▶ **EXERCISE BRIEF**
Using the listing that follows, filter out every line lacking the string "Ethereum" and return the rest.

[[ THE DATA open ]]

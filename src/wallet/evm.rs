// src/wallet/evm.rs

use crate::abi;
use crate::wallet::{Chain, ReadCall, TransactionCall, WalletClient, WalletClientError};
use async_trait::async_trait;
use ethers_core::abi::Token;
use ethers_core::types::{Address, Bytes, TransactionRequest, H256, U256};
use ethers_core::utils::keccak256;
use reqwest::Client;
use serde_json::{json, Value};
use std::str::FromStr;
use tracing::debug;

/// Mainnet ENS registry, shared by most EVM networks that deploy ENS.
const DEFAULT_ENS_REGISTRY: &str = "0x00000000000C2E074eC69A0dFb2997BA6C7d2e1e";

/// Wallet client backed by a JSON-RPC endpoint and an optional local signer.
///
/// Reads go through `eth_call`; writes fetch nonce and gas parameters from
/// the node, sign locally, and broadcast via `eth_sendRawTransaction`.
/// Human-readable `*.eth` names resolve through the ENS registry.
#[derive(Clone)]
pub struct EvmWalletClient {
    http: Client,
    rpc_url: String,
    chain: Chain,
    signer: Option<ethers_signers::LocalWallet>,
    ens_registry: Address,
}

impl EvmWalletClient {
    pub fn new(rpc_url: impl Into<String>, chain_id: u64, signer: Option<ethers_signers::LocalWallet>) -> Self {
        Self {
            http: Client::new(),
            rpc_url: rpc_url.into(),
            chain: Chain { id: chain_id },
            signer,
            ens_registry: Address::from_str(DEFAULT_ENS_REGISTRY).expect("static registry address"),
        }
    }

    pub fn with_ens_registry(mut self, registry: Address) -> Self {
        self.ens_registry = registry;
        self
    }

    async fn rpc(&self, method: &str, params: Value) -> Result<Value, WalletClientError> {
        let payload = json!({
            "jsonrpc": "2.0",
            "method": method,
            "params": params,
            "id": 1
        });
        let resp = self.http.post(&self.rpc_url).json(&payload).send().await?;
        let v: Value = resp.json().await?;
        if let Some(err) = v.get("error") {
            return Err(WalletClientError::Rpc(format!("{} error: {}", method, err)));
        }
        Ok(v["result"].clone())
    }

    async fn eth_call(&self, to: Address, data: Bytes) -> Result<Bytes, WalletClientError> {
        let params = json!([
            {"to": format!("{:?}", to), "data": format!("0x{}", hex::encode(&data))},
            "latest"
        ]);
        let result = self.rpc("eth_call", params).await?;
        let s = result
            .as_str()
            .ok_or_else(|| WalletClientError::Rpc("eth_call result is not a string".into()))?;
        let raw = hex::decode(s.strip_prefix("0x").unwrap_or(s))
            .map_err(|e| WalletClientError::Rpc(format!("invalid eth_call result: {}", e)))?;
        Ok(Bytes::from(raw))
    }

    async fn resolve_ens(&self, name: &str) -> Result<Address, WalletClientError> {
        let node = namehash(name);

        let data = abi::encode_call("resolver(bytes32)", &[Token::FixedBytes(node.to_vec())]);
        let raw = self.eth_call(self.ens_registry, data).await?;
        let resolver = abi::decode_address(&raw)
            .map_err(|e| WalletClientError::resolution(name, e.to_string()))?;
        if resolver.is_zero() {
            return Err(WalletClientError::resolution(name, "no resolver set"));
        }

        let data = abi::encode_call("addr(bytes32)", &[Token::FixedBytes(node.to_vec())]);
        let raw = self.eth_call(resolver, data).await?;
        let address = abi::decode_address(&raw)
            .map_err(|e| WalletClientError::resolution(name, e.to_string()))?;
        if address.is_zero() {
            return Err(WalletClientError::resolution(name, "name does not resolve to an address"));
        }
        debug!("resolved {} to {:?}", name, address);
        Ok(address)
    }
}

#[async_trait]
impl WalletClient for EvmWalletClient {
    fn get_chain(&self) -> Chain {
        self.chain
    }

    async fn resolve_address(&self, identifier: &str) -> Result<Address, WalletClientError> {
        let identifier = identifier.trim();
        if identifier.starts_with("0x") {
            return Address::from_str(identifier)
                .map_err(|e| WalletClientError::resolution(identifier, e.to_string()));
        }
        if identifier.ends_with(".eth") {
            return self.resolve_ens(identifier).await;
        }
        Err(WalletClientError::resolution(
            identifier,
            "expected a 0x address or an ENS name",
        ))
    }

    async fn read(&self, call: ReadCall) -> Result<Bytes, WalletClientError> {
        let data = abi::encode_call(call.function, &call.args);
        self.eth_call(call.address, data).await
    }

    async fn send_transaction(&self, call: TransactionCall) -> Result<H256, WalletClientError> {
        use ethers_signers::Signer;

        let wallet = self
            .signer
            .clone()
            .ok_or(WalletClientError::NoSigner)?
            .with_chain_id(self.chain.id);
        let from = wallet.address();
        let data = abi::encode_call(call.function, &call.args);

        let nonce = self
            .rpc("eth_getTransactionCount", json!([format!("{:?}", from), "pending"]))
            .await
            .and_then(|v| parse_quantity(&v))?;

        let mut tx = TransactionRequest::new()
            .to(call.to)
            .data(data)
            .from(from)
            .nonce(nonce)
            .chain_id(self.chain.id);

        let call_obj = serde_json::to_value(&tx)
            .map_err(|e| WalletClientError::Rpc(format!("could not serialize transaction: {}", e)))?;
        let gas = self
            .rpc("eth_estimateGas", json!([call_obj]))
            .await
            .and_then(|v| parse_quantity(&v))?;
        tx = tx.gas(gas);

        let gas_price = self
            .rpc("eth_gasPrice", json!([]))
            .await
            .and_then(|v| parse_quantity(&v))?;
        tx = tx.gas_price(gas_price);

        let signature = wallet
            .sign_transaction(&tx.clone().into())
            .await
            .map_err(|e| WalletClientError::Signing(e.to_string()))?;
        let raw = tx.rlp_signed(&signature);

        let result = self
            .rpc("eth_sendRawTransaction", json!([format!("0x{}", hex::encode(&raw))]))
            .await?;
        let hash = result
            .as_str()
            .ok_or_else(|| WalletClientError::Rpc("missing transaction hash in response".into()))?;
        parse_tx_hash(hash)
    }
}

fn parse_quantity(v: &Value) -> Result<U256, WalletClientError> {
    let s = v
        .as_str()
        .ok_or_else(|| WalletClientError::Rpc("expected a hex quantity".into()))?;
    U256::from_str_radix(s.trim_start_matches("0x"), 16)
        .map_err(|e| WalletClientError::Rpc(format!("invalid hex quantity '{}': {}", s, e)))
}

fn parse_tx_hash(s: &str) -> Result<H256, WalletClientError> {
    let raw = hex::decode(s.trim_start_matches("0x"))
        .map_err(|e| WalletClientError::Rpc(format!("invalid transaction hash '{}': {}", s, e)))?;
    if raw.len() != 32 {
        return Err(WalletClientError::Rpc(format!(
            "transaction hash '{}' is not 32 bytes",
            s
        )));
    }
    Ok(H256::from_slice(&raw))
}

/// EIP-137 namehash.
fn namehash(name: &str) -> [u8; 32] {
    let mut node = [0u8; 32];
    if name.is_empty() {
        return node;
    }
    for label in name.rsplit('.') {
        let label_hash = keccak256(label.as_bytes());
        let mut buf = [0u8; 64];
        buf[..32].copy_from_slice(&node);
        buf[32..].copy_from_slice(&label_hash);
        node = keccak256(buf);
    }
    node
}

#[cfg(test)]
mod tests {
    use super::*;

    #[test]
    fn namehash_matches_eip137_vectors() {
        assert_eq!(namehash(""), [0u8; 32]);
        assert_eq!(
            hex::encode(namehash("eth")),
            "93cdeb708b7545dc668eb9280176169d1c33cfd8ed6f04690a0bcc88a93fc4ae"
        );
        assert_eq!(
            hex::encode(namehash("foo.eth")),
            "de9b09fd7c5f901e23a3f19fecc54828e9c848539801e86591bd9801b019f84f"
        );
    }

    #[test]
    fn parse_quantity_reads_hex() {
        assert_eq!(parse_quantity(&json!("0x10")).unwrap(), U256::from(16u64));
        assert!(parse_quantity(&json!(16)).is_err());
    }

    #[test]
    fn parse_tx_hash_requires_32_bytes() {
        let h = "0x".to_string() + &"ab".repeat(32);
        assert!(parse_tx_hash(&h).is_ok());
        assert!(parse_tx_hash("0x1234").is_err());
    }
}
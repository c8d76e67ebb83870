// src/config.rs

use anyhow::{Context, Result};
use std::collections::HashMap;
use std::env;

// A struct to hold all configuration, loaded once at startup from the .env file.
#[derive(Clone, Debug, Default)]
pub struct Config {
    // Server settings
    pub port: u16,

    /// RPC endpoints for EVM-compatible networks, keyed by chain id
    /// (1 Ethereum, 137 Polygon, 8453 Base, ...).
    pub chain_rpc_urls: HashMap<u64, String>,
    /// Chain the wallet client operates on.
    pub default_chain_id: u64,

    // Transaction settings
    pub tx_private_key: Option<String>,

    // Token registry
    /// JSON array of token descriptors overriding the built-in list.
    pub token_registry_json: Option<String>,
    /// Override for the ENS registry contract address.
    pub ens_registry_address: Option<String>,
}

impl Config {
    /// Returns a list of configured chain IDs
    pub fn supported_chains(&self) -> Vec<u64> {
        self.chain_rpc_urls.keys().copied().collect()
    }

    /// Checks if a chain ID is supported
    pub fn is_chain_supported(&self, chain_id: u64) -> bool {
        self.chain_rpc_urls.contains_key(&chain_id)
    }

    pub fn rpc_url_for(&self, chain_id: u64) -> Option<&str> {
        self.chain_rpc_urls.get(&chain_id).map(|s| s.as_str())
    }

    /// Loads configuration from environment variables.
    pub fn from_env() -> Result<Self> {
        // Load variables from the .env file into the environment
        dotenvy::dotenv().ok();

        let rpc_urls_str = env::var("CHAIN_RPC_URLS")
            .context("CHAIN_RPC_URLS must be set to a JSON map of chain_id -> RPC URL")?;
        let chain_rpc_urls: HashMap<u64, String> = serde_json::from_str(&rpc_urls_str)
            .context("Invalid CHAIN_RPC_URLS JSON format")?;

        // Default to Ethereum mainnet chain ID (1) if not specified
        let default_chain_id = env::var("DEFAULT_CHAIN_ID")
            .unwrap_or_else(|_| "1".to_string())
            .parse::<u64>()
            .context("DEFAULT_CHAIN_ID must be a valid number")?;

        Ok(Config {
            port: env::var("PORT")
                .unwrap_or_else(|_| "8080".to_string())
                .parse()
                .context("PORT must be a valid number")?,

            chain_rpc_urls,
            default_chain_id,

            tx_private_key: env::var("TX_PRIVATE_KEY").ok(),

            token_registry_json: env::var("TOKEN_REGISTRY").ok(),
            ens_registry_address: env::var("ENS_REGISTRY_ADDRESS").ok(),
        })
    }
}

[[ THE DATA closed ]]

▶ **TASK RESULT**
    /// (1 Ethereum, 137 Polygon, 8453 Base, ...).
        // Default to Ethereum mainnet chain ID (1) if not specified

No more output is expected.